### TO DO
Using the string "message" as the key, pull each matching line out of the records below.

[Records from a data source]

..........

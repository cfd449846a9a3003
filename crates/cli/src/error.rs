use std::path::PathBuf;

use crate::pattern::PatternError;

/// Shiftscan error types
#[derive(Debug, thiserror::Error)]
pub enum Error {
    /// Configuration file not found or invalid
    #[error("config error: {message}")]
    Config {
        message: String,
        path: Option<PathBuf>,
    },

    /// Invalid command-line arguments
    #[error("argument error: {0}")]
    Argument(String),

    /// Pattern rejected before any file is read
    #[error(transparent)]
    Pattern(#[from] PatternError),

    /// File I/O error
    #[error("io error: {path}: {source}")]
    Io {
        path: PathBuf,
        #[source]
        source: std::io::Error,
    },

    /// File exceeds maximum size limit.
    #[error("file too large: {} ({} bytes, max: {} bytes)", .path.display(), .size, .max_size)]
    FileTooLarge {
        path: PathBuf,
        size: u64,
        max_size: u64,
    },

    /// Internal error (bug)
    #[error("internal error: {0}")]
    Internal(String),
}

/// Result type using shiftscan Error
pub type Result<T> = std::result::Result<T, Error>;

/// Process exit codes
#[derive(Debug, Clone, Copy, PartialEq, Eq)]
#[repr(u8)]
pub enum ExitCode {
    /// At least one text matched
    Success = 0,
    /// Scan completed without any match
    NoMatches = 1,
    /// Configuration, argument, or pattern error
    ConfigError = 2,
    /// Internal error
    InternalError = 3,
}

impl From<&Error> for ExitCode {
    fn from(err: &Error) -> Self {
        match err {
            Error::Config { .. } | Error::Argument(_) | Error::Pattern(_) => ExitCode::ConfigError,
            Error::Io { .. } | Error::FileTooLarge { .. } => ExitCode::InternalError,
            Error::Internal(_) => ExitCode::InternalError,
        }
    }
}

#[cfg(test)]
#[path = "error_tests.rs"]
mod tests;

..........

### RESULT
    #[error("config error: {message}")]
        message: String,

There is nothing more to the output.